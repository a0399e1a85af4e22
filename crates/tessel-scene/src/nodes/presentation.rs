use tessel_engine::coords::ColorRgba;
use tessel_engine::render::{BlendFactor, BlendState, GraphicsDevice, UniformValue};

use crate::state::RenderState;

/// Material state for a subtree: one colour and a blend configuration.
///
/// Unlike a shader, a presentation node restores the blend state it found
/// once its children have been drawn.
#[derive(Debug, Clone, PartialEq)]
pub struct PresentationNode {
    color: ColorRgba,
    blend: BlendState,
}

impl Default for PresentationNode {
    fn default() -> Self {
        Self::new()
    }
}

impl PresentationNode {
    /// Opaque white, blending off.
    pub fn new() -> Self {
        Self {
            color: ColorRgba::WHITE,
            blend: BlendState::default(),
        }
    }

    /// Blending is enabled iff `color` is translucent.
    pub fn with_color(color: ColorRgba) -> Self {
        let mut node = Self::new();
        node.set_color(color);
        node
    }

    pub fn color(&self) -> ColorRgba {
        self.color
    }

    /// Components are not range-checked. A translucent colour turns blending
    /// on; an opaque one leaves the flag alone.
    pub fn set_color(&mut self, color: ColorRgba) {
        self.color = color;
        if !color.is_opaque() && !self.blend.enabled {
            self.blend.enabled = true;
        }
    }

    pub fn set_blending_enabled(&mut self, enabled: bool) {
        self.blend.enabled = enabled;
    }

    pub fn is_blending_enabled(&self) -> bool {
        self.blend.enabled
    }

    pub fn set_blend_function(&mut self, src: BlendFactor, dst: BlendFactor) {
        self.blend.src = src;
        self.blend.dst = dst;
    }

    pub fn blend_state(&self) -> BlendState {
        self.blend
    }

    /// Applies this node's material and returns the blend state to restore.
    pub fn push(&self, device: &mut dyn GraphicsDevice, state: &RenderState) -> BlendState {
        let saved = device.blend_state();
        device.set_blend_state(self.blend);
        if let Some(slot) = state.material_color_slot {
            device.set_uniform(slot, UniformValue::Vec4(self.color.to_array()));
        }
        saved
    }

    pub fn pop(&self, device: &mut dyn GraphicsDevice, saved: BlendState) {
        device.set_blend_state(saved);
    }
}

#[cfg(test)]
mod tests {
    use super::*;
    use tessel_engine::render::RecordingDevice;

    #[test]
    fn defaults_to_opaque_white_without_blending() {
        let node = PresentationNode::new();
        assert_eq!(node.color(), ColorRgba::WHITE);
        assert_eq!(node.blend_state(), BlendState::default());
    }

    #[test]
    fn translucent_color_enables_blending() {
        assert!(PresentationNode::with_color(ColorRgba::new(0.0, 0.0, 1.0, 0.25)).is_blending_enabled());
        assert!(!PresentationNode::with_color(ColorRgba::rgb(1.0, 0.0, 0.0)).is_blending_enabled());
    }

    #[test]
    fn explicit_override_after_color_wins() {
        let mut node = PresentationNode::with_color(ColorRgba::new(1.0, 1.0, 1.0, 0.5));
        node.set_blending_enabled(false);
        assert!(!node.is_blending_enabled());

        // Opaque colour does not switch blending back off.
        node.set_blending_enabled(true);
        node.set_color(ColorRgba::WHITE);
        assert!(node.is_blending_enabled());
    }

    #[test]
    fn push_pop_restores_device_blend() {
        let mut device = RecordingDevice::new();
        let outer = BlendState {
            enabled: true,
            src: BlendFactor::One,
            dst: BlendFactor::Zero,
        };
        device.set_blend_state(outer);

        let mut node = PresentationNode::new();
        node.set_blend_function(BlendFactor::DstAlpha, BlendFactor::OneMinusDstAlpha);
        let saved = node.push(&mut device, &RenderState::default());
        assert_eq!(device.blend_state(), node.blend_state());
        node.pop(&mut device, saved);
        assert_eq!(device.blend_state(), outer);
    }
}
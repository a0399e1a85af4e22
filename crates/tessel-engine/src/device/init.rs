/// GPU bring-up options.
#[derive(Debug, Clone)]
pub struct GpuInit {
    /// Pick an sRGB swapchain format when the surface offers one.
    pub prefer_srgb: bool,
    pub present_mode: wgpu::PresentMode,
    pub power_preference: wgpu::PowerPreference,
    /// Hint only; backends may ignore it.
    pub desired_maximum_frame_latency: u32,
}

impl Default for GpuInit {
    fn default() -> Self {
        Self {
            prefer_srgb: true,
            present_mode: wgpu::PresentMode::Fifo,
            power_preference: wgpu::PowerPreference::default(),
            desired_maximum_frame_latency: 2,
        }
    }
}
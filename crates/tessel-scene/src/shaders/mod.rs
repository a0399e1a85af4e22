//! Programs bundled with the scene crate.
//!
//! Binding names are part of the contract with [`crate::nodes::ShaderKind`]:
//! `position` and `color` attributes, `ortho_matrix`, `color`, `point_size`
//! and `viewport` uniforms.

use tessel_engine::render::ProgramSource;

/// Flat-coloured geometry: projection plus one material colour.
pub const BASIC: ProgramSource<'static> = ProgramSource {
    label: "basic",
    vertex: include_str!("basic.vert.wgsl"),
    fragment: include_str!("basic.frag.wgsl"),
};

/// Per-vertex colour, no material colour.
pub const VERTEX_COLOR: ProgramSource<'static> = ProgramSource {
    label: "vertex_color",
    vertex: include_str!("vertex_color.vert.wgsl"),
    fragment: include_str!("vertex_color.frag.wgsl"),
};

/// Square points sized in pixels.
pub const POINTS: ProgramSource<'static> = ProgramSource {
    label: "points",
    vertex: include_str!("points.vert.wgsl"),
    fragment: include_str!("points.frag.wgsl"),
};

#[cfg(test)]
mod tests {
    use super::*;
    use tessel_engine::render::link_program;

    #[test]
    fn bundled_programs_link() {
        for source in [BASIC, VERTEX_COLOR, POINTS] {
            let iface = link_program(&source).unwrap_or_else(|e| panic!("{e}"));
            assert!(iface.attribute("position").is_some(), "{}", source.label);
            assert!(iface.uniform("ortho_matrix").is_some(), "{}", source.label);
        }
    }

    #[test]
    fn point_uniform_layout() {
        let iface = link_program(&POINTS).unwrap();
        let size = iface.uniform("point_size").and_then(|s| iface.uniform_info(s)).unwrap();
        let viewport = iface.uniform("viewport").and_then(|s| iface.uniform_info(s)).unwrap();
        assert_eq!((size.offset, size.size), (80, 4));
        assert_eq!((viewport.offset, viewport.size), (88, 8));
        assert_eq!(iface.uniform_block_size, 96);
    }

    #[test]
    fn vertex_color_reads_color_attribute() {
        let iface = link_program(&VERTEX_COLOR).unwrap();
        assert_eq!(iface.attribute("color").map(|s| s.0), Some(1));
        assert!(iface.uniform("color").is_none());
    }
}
---
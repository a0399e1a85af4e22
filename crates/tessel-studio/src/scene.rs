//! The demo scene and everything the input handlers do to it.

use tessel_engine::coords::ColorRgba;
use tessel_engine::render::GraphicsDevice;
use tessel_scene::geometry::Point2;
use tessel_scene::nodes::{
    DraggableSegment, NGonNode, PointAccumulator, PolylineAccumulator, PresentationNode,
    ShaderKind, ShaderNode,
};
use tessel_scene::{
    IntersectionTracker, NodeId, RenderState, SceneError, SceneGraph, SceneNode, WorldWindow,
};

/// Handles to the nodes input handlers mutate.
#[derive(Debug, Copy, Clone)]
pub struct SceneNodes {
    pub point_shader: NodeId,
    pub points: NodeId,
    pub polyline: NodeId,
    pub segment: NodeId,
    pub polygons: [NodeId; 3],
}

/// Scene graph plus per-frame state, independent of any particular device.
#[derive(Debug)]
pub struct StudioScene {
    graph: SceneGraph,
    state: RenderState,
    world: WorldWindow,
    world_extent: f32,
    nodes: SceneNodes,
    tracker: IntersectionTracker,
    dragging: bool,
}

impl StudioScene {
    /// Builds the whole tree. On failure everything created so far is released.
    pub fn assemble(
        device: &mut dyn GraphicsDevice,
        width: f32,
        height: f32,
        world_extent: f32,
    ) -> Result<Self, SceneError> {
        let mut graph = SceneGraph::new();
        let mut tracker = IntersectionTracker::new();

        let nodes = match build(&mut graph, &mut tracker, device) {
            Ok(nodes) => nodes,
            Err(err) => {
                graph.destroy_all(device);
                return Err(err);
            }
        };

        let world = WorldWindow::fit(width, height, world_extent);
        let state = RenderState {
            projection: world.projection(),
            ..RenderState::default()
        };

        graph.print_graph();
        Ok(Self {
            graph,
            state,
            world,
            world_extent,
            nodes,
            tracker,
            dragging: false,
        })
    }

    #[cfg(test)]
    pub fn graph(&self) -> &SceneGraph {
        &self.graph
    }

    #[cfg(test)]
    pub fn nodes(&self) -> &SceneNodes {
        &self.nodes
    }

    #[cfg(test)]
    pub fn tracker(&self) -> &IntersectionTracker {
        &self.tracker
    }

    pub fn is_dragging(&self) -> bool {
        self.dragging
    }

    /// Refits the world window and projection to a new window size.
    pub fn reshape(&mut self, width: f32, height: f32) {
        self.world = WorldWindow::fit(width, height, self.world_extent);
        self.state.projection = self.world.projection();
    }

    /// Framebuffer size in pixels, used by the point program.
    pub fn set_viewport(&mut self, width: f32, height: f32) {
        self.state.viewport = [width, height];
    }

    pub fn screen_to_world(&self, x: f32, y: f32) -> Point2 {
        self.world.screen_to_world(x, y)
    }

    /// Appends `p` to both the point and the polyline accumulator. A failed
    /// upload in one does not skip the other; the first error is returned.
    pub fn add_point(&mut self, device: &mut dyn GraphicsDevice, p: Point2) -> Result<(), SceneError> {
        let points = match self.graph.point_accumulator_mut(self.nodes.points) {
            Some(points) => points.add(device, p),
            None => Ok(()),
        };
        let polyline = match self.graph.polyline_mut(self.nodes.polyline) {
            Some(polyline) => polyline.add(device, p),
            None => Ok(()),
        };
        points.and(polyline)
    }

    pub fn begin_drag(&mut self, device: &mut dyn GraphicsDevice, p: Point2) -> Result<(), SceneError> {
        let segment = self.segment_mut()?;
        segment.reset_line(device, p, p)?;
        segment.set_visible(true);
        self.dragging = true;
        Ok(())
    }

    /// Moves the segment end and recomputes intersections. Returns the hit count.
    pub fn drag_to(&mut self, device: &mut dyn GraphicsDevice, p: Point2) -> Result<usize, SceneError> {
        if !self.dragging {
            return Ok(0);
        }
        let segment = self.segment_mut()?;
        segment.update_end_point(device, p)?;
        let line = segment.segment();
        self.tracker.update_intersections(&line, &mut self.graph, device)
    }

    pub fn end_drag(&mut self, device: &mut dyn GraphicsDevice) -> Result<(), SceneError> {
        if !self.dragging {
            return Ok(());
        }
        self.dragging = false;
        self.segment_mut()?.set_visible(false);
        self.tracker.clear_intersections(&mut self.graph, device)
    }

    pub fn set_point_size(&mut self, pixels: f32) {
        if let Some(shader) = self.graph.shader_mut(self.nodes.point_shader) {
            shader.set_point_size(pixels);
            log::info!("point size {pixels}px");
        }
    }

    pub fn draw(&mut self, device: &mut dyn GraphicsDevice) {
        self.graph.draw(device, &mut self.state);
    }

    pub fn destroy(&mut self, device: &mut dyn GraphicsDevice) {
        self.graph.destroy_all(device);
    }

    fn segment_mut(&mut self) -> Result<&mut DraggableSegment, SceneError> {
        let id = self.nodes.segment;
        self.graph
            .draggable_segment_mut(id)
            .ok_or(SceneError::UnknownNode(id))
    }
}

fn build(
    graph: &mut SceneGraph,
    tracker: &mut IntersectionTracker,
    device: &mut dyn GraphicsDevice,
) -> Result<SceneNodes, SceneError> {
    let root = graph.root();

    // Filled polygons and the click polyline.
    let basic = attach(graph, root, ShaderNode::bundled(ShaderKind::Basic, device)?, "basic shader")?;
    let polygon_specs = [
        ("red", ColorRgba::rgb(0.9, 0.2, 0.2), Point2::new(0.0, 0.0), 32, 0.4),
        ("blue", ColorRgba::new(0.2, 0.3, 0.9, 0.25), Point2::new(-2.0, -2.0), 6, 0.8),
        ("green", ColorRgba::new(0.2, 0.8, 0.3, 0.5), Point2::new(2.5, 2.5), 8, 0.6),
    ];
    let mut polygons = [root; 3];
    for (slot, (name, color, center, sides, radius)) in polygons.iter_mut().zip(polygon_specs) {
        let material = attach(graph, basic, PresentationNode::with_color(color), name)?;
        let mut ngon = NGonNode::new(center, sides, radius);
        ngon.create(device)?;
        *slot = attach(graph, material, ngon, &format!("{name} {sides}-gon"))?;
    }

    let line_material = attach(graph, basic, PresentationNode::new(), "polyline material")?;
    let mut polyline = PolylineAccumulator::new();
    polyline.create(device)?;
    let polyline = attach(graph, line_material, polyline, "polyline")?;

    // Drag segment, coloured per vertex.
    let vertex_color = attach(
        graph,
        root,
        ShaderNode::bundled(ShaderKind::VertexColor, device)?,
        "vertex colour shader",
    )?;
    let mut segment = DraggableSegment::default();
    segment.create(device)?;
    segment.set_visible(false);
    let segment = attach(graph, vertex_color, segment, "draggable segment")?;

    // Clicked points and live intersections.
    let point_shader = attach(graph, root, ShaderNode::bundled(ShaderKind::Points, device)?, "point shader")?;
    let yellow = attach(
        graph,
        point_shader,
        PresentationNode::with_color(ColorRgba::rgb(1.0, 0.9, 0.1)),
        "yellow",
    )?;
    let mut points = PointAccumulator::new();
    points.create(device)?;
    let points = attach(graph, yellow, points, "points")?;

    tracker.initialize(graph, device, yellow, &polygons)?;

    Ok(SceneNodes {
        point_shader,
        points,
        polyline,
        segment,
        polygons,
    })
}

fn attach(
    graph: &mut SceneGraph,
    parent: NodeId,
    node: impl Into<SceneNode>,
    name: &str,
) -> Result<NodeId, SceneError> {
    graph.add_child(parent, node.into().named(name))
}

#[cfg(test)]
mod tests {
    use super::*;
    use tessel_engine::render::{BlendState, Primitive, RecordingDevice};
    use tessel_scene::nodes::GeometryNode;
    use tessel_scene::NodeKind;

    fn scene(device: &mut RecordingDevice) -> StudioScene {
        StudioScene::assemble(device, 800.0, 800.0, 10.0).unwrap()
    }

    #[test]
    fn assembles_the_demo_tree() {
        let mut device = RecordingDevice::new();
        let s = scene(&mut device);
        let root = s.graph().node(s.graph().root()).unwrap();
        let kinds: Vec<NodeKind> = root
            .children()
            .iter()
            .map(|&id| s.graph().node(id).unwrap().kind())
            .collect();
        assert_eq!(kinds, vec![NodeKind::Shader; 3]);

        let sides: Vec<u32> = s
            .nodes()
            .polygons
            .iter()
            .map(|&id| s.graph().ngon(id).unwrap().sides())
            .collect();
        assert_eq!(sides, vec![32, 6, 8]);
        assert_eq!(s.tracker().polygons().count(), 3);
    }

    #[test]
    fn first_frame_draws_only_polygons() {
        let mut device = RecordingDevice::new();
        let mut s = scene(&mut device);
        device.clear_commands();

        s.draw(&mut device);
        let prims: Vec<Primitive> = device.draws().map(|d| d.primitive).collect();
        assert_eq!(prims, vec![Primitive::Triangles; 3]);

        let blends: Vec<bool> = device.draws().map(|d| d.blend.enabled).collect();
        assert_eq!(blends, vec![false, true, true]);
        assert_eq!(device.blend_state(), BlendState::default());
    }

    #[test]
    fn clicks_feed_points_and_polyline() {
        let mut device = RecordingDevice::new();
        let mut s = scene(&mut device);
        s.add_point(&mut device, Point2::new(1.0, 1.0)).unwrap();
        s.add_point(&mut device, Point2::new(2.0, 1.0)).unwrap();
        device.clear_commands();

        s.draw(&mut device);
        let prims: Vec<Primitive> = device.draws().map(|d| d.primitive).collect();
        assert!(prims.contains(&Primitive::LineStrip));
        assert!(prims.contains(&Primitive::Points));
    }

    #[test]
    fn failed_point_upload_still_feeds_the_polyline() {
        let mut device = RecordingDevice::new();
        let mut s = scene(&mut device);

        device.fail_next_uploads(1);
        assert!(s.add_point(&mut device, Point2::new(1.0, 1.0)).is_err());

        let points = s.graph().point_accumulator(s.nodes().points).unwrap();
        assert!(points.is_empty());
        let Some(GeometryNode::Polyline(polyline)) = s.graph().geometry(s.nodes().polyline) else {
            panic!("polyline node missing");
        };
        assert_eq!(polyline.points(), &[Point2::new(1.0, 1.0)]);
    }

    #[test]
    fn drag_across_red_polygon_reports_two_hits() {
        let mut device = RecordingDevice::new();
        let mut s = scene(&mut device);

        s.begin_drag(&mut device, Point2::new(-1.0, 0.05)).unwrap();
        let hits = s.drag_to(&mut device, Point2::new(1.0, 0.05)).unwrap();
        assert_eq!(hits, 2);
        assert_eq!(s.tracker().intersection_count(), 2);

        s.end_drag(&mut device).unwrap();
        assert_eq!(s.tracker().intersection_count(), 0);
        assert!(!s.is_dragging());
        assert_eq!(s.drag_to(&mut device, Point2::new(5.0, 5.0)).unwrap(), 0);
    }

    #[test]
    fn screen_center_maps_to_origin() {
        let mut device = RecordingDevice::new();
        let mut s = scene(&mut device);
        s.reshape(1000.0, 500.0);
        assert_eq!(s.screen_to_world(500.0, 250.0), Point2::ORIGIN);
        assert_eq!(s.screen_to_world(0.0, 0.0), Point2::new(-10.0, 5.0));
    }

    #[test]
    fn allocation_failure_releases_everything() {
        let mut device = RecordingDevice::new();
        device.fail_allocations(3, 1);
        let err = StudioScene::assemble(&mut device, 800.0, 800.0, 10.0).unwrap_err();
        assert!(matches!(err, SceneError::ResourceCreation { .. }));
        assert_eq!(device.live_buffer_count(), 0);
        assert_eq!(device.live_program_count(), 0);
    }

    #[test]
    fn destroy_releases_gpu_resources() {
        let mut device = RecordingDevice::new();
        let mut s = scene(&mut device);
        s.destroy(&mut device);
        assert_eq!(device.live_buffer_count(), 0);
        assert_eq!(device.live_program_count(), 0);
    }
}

**Exercise objective:**
Whenever a line in the records contains the word "struct", copy that line.

**Result of the task:**
pub struct PresentationNode {
pub struct GpuInit {
pub struct SceneNodes {
pub struct StudioScene {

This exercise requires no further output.